If what I’m saying is so obviously stupid and easily refuted, you’d think they’d just go ahead and refute it, instead of digging up old stuff they obviously know — if they have any journalistic competence at all — has nothing to do with my political philosophy.  Instead, all we get is a throwaway line about nullification being an “unconstitutional theory.”  Perhaps Millhiser will forgive us for wanting more by way of proof than his ex cathedra pronouncements.  Poor Millhiser is a law school graduate, though, so of course he knows none of the relevant history. As a J.D. Ph.D. once told me, one should never confuse legal training with an education.

Millie, babe, when California decriminalizes marijuana, are you going to cheer when the feds throw these kids into government cages?  What other position can a nationalist take?  So this guy’s the narc, but I’m the bad guy.  What a world.

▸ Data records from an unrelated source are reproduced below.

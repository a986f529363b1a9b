//! LLM Client: the single point of entry for all generation-model calls.
//!
//! No other module may call the Anthropic API directly. The generation
//! pipeline depends on the `ContentModel` trait, which `LlmClient` implements.
//!
//! Model: claude-sonnet-4-5 (hardcoded, not configurable)
use std::time::Duration;

use async_trait::async_trait;
use reqwest::{Client, StatusCode};
use serde::{Deserialize, Serialize};
use thiserror::Error;
use tracing::{debug, warn};

use crate::retry::Backoff;

pub mod prompts;

const ANTHROPIC_API_URL: &str = "https://api.anthropic.com/v1/messages";
const ANTHROPIC_VERSION: &str = "2023-06-01";
/// The model used for all idea generation calls.
pub const MODEL: &str = "claude-sonnet-4-5";
/// Ideas are a single small JSON object; keep completions short.
const MAX_TOKENS: u32 = 1200;
/// One call plus one retry.
const MAX_ATTEMPTS: u32 = 2;
const BACKOFF: Backoff = Backoff::new(1000, 8000, 2);

#[derive(Debug, Error)]
pub enum LlmError {
    #[error("HTTP error: {0}")]
    Http(#[from] reqwest::Error),

    #[error("API error (status {status}): {message}")]
    Api { status: u16, message: String },

    #[error("Rate limited by the generation API")]
    RateLimited,

    #[error("Generation API credits exhausted")]
    CreditsExhausted,

    #[error("LLM returned empty content")]
    EmptyContent,
}

/// Anything that can turn a prompt into raw completion text.
///
/// Carried in `AppState` as `Arc<dyn ContentModel>`.
#[async_trait]
pub trait ContentModel: Send + Sync {
    async fn complete(&self, prompt: &str) -> Result<String, LlmError>;
}

#[derive(Debug, Serialize)]
struct AnthropicRequest<'a> {
    model: &'a str,
    max_tokens: u32,
    messages: Vec<AnthropicMessage<'a>>,
}

#[derive(Debug, Serialize)]
struct AnthropicMessage<'a> {
    role: &'a str,
    content: &'a str,
}

#[derive(Debug, Deserialize)]
pub struct LlmResponse {
    pub content: Vec<ContentBlock>,
    pub usage: Usage,
}

#[derive(Debug, Deserialize)]
pub struct ContentBlock {
    #[serde(rename = "type")]
    pub block_type: String,
    pub text: Option<String>,
}

#[derive(Debug, Deserialize)]
pub struct Usage {
    pub input_tokens: u32,
    pub output_tokens: u32,
}

impl LlmResponse {
    /// Extracts the text content from the first non-empty text block.
    pub fn text(&self) -> Option<&str> {
        self.content
            .iter()
            .filter(|b| b.block_type == "text")
            .filter_map(|b| b.text.as_deref())
            .find(|t| !t.trim().is_empty())
    }
}

#[derive(Debug, Deserialize)]
struct AnthropicError {
    error: AnthropicErrorBody,
}

#[derive(Debug, Deserialize)]
struct AnthropicErrorBody {
    message: String,
}

/// How a non-success response from the generation API should be handled.
#[derive(Debug, PartialEq, Eq)]
enum Failure {
    /// Abort immediately; retrying cannot help.
    RateLimited,
    CreditsExhausted,
    /// Worth one more attempt.
    Transient,
    /// Client error; return as-is.
    Fatal,
}

fn classify_failure(status: StatusCode, body: &str) -> Failure {
    let lowered = body.to_lowercase();

    if status == StatusCode::TOO_MANY_REQUESTS
        || lowered.contains("rate limit")
        || lowered.contains("rate_limit")
    {
        return Failure::RateLimited;
    }

    if status == StatusCode::PAYMENT_REQUIRED
        || lowered.contains("credit balance")
        || lowered.contains("insufficient_quota")
        || lowered.contains("insufficient credits")
    {
        return Failure::CreditsExhausted;
    }

    if status.is_server_error() || status == StatusCode::REQUEST_TIMEOUT {
        Failure::Transient
    } else {
        Failure::Fatal
    }
}

/// The generation-model client. Wraps the Anthropic Messages API with a
/// bounded retry that fails fast on rate limiting.
#[derive(Clone)]
pub struct LlmClient {
    client: Client,
    api_key: String,
    endpoint: String,
}

impl LlmClient {
    pub fn new(api_key: String) -> Result<Self, LlmError> {
        Self::with_endpoint(api_key, ANTHROPIC_API_URL.to_string())
    }

    pub fn with_endpoint(api_key: String, endpoint: String) -> Result<Self, LlmError> {
        Ok(Self {
            client: Client::builder()
                .timeout(Duration::from_secs(60))
                .build()?,
            api_key,
            endpoint,
        })
    }

    /// Makes a raw call to the Messages API, returning the full response object.
    /// Retries once on transport errors, 5xx and empty completions. A rate-limit
    /// or credit-exhaustion signal ends the loop without using the retry.
    pub async fn call(&self, prompt: &str) -> Result<LlmResponse, LlmError> {
        let request_body = AnthropicRequest {
            model: MODEL,
            max_tokens: MAX_TOKENS,
            messages: vec![AnthropicMessage {
                role: "user",
                content: prompt,
            }],
        };

        let mut last_error: Option<LlmError> = None;

        for attempt in 1..=MAX_ATTEMPTS {
            if attempt > 1 {
                let delay = BACKOFF.delay(attempt - 1);
                warn!(
                    "LLM call attempt {} failed, retrying after {}ms...",
                    attempt - 1,
                    delay.as_millis()
                );
                tokio::time::sleep(delay).await;
            }

            let response = self
                .client
                .post(&self.endpoint)
                .header("x-api-key", &self.api_key)
                .header("anthropic-version", ANTHROPIC_VERSION)
                .header("content-type", "application/json")
                .json(&request_body)
                .send()
                .await;

            let response = match response {
                Ok(r) => r,
                Err(e) => {
                    last_error = Some(LlmError::Http(e));
                    continue;
                }
            };

            let status = response.status();

            if !status.is_success() {
                let body = response.text().await.unwrap_or_default();
                let message = serde_json::from_str::<AnthropicError>(&body)
                    .map(|e| e.error.message)
                    .unwrap_or(body);

                match classify_failure(status, &message) {
                    Failure::RateLimited => {
                        warn!("LLM API rate limited ({status}); not retrying");
                        return Err(LlmError::RateLimited);
                    }
                    Failure::CreditsExhausted => {
                        warn!("LLM API credits exhausted ({status})");
                        return Err(LlmError::CreditsExhausted);
                    }
                    Failure::Transient => {
                        warn!("LLM API returned {}: {}", status, message);
                        last_error = Some(LlmError::Api {
                            status: status.as_u16(),
                            message,
                        });
                        continue;
                    }
                    Failure::Fatal => {
                        return Err(LlmError::Api {
                            status: status.as_u16(),
                            message,
                        });
                    }
                }
            }

            let llm_response: LlmResponse = match response.json().await {
                Ok(r) => r,
                Err(e) => {
                    last_error = Some(LlmError::Http(e));
                    continue;
                }
            };

            if llm_response.text().is_none() {
                last_error = Some(LlmError::EmptyContent);
                continue;
            }

            debug!(
                "LLM call succeeded: input_tokens={}, output_tokens={}",
                llm_response.usage.input_tokens, llm_response.usage.output_tokens
            );

            return Ok(llm_response);
        }

        Err(last_error.unwrap_or(LlmError::EmptyContent))
    }
}

#[async_trait]
impl ContentModel for LlmClient {
    async fn complete(&self, prompt: &str) -> Result<String, LlmError> {
        let response = self.call(prompt).await?;
        response
            .text()
            .map(str::to_string)
            .ok_or(LlmError::EmptyContent)
    }
}
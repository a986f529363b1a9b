//! Cache invalidation for downstream rendering layers.
//!
//! Renderers cache per-user views under `cache:{view}:{email}` and subscribe to
//! `cache:invalidate` for push notification. A failed signal is never fatal to
//! the caller; views simply stay stale until their TTL.

use async_trait::async_trait;
use redis::AsyncCommands;
use serde_json::json;
use tracing::debug;

/// Views that show generated ideas.
pub const IDEA_VIEWS: &[&str] = &["library", "dashboard"];

const INVALIDATION_CHANNEL: &str = "cache:invalidate";

#[async_trait]
pub trait CacheInvalidator: Send + Sync {
    async fn invalidate_user_views(&self, email: &str, views: &[&str]) -> anyhow::Result<()>;
}

pub fn cache_key(view: &str, email: &str) -> String {
    format!("cache:{view}:{email}")
}

pub struct RedisCacheInvalidator {
    client: redis::Client,
}

impl RedisCacheInvalidator {
    pub fn new(client: redis::Client) -> Self {
        Self { client }
    }
}

#[async_trait]
impl CacheInvalidator for RedisCacheInvalidator {
    async fn invalidate_user_views(&self, email: &str, views: &[&str]) -> anyhow::Result<()> {
        let mut conn = self.client.get_multiplexed_async_connection().await?;

        let keys: Vec<String> = views.iter().map(|v| cache_key(v, email)).collect();
        conn.del::<_, ()>(&keys).await?;

        let payload = json!({ "email": email, "views": views }).to_string();
        conn.publish::<_, _, ()>(INVALIDATION_CHANNEL, payload).await?;

        debug!("Invalidated {} cached views for {email}", keys.len());
        Ok(())
    }
}

/// Used when no Redis is configured.
pub struct LogOnlyInvalidator;

#[async_trait]
impl CacheInvalidator for LogOnlyInvalidator {
    async fn invalidate_user_views(&self, email: &str, views: &[&str]) -> anyhow::Result<()> {
        debug!("Cache invalidation (no backend) for {email}: {views:?}");
        Ok(())
    }
}
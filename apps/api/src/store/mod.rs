//! Persistence seams. The generation pipeline talks to these traits; the
//! Postgres implementations live in `postgres.rs`.

use async_trait::async_trait;
use chrono::{DateTime, Utc};
use uuid::Uuid;

use crate::models::idea::{GeneratedIdeaRow, NewGeneratedIdea, NewSavedIdea, SavedIdeaRow};

pub mod postgres;

pub use postgres::{PgIdeaStore, PgSubscriptionLookup};

#[async_trait]
pub trait IdeaStore: Send + Sync {
    /// Number of generated ideas for `email` with `created_at >= since`.
    async fn count_ideas_since(&self, email: &str, since: DateTime<Utc>)
        -> Result<i64, sqlx::Error>;

    async fn insert_generated_idea(
        &self,
        idea: NewGeneratedIdea,
    ) -> Result<GeneratedIdeaRow, sqlx::Error>;

    async fn insert_saved_idea(&self, saved: NewSavedIdea) -> Result<SavedIdeaRow, sqlx::Error>;

    /// Saved ideas for `email`, newest first.
    async fn saved_ideas_for(&self, email: &str) -> Result<Vec<SavedIdeaRow>, sqlx::Error>;

    async fn ideas_by_ids(&self, ids: &[Uuid]) -> Result<Vec<GeneratedIdeaRow>, sqlx::Error>;
}

/// Read-only view of the billing provider's subscription mirror.
#[async_trait]
pub trait SubscriptionLookup: Send + Sync {
    async fn has_active_subscription(&self, email: &str) -> Result<bool, sqlx::Error>;
}
mod auth;
mod cache;
mod config;
mod db;
mod errors;
mod generation;
mod library;
mod llm_client;
mod models;
mod rate_limit;
mod research;
mod retry;
mod routes;
mod state;
mod store;
#[cfg(test)]
mod testing;

use anyhow::Result;
use std::net::SocketAddr;
use std::sync::Arc;
use tower_http::{cors::CorsLayer, trace::TraceLayer};
use tracing::{info, warn};
use tracing_subscriber::{layer::SubscriberExt, util::SubscriberInitExt, EnvFilter};

use crate::auth::PgSessionProvider;
use crate::cache::{CacheInvalidator, LogOnlyInvalidator, RedisCacheInvalidator};
use crate::config::Config;
use crate::db::create_pool;
use crate::llm_client::LlmClient;
use crate::rate_limit::InMemoryRateLimiter;
use crate::research::ExaClient;
use crate::routes::build_router;
use crate::state::AppState;
use crate::store::{PgIdeaStore, PgSubscriptionLookup};

#[tokio::main]
async fn main() -> Result<()> {
    // Load configuration first (fails on missing required env vars)
    let config = Config::from_env()?;

    // Initialize structured logging
    tracing_subscriber::registry()
        .with(EnvFilter::try_from_default_env().unwrap_or_else(|_| {
            EnvFilter::new(format!("{}={}", env!("CARGO_PKG_NAME"), &config.rust_log))
        }))
        .with(tracing_subscriber::fmt::layer())
        .init();

    info!("Starting IdeaForge API v{}", env!("CARGO_PKG_VERSION"));

    // Initialize PostgreSQL
    let db = create_pool(&config.database_url).await?;

    // Initialize Redis (optional)
    let cache: Arc<dyn CacheInvalidator> = match &config.redis_url {
        Some(url) => {
            let client = redis::Client::open(url.as_str())?;
            info!("Redis client initialized");
            Arc::new(RedisCacheInvalidator::new(client))
        }
        None => {
            warn!("REDIS_URL not set; cache invalidation is log-only");
            Arc::new(LogOnlyInvalidator)
        }
    };

    // Initialize market research
    let research = ExaClient::new(config.exa_api_key.clone());
    if !research.is_configured() {
        warn!("EXA_API_KEY not set; market research runs in demo mode");
    }

    // Initialize LLM client
    let llm = LlmClient::new(config.anthropic_api_key.clone())?;
    info!("LLM client initialized (model: {})", llm_client::MODEL);

    // Billing settings are only reported here; no route reads them yet
    info!(
        "Billing config: {} allowed price ids, webhook secret {}",
        config.stripe_allowed_price_ids.len(),
        if config.stripe_webhook_secret.is_some() {
            "present"
        } else {
            "missing"
        }
    );

    // Initialize rate limiter with periodic eviction of stale windows
    let rate_limiter = Arc::new(InMemoryRateLimiter::new());
    {
        let limiter = rate_limiter.clone();
        let window = config.generation.rate_limit_window;
        tokio::spawn(async move {
            let mut ticker = tokio::time::interval(window * 5);
            loop {
                ticker.tick().await;
                limiter.cleanup(window);
            }
        });
    }
    info!(
        "Generation limits: {} per {:?}, deadline {:?}",
        config.generation.rate_limit_per_window,
        config.generation.rate_limit_window,
        config.generation.request_deadline
    );

    // Build app state
    let state = AppState {
        ideas: Arc::new(PgIdeaStore::new(db.clone())),
        subscriptions: Arc::new(PgSubscriptionLookup::new(db.clone())),
        sessions: Arc::new(PgSessionProvider::new(db)),
        rate_limiter,
        research: Arc::new(research),
        model: Arc::new(llm),
        cache,
        settings: config.generation.clone(),
    };

    // Build router
    let app = build_router(state)
        .layer(TraceLayer::new_for_http())
        .layer(CorsLayer::permissive()); // TODO: restrict origins to the web app domain

    let addr: SocketAddr = format!("0.0.0.0:{}", config.port).parse()?;
    info!("Listening on {addr}");

    let listener = tokio::net::TcpListener::bind(addr).await?;
    axum::serve(listener, app).await?;

    Ok(())
}
//! Axum route handlers for the Generation API.

use axum::{
    extract::{rejection::JsonRejection, State},
    http::HeaderMap,
    Json,
};
use serde::Serialize;
use tracing::info;

use crate::auth::require_session;
use crate::errors::{AppError, FieldError};
use crate::generation::generator::generate_idea;
use crate::generation::quota::{evaluate_quota, QuotaStatus, Remaining, UsageClock};
use crate::generation::validation::GenerateIdeaPayload;
use crate::models::idea::GeneratedIdeaRow;
use crate::state::AppState;

// ────────────────────────────────────────────────────────────────────────────
// Response types
// ────────────────────────────────────────────────────────────────────────────

#[derive(Debug, Serialize)]
#[serde(rename_all = "camelCase")]
pub struct GenerateIdeaResponse {
    pub success: bool,
    pub idea: GeneratedIdeaRow,
    pub remaining_ideas: Remaining,
}

// ────────────────────────────────────────────────────────────────────────────
// Handlers
// ────────────────────────────────────────────────────────────────────────────

/// POST /api/v1/ideas/generate
///
/// Authenticates first, then runs the generation pipeline. A malformed body is
/// reported only to authenticated callers.
pub async fn handle_generate_idea(
    State(state): State<AppState>,
    headers: HeaderMap,
    payload: Result<Json<GenerateIdeaPayload>, JsonRejection>,
) -> Result<Json<GenerateIdeaResponse>, AppError> {
    let session = require_session(state.sessions.as_ref(), &headers).await?;

    let Json(payload) = payload.map_err(|rejection| {
        AppError::validation(vec![FieldError {
            field: "body",
            message: rejection.body_text(),
        }])
    })?;

    let outcome = generate_idea(&state, &session, payload).await?;

    info!(
        "Generated idea {} for {} ({:?} remaining)",
        outcome.idea.id, session.email, outcome.remaining
    );

    Ok(Json(GenerateIdeaResponse {
        success: true,
        idea: outcome.idea,
        remaining_ideas: outcome.remaining,
    }))
}

/// GET /api/v1/ideas/usage
///
/// Reports the caller's quota without generating anything.
pub async fn handle_usage(
    State(state): State<AppState>,
    headers: HeaderMap,
) -> Result<Json<QuotaStatus>, AppError> {
    let session = require_session(state.sessions.as_ref(), &headers).await?;

    let status = evaluate_quota(
        state.ideas.as_ref(),
        state.subscriptions.as_ref(),
        &session.email.to_lowercase(),
        UsageClock::local_now(),
    )
    .await?;

    Ok(Json(status))
}

/// Any method other than POST on the generate route.
pub async fn method_not_allowed() -> AppError {
    AppError::MethodNotAllowed
}
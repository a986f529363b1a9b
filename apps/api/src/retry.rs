use std::time::Duration;

/// Exponential backoff bounds for the outbound API clients.
#[derive(Debug, Clone, Copy)]
pub struct Backoff {
    pub initial: Duration,
    pub max: Duration,
    pub factor: u32,
}

impl Backoff {
    pub const fn new(initial_ms: u64, max_ms: u64, factor: u32) -> Self {
        Self {
            initial: Duration::from_millis(initial_ms),
            max: Duration::from_millis(max_ms),
            factor,
        }
    }

    /// Delay before retry number `retry` (1-based), capped at `max`.
    pub fn delay(&self, retry: u32) -> Duration {
        let exponent = retry.saturating_sub(1);
        let multiplier = self.factor.saturating_pow(exponent);
        self.initial.saturating_mul(multiplier).min(self.max)
    }
}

But since Millhiser used only one zombie word — “Confederate” — we give him higher marks than Alan Pyke of Media Matters, who used both “slavery” and “Confederate.” Pyke says nullification is “the legal doctrine used by slave states to defend the practice [i.e., slavery]“!  When I called him on this, he sheepishly replied that the nullification crisis of 1832-33, while ostensibly about tariffs, was really about slavery.  (Of course, everything southerners ever said or did must have been “really” about slavery — that’s part of our unbiased historical hermeneutic.)  The trouble is, every northern and southern protectionist and free trader at the time was talking about tariffs and their economic effects.  No one said a word about slavery.

But the southern states might someday have used nullification to defend slavery, Pyke seems to say.  Well, Iraq might someday have developed the galaxy-destroying MegaSuperBomb, too.

Now remember that nullification was used against the fugitive-slave laws, particularly in Wisconsin.  So nullification was actually used in practice against slavery, but was at most a tool the South might have used at some unspecified point in the future to protect slavery.  Pyke thinks these two facts sum up to: nullification is the legal doctrine the southern states used to defend slavery.

All I can say, folks, is stock up on zombie repellent.  They’re everywhere.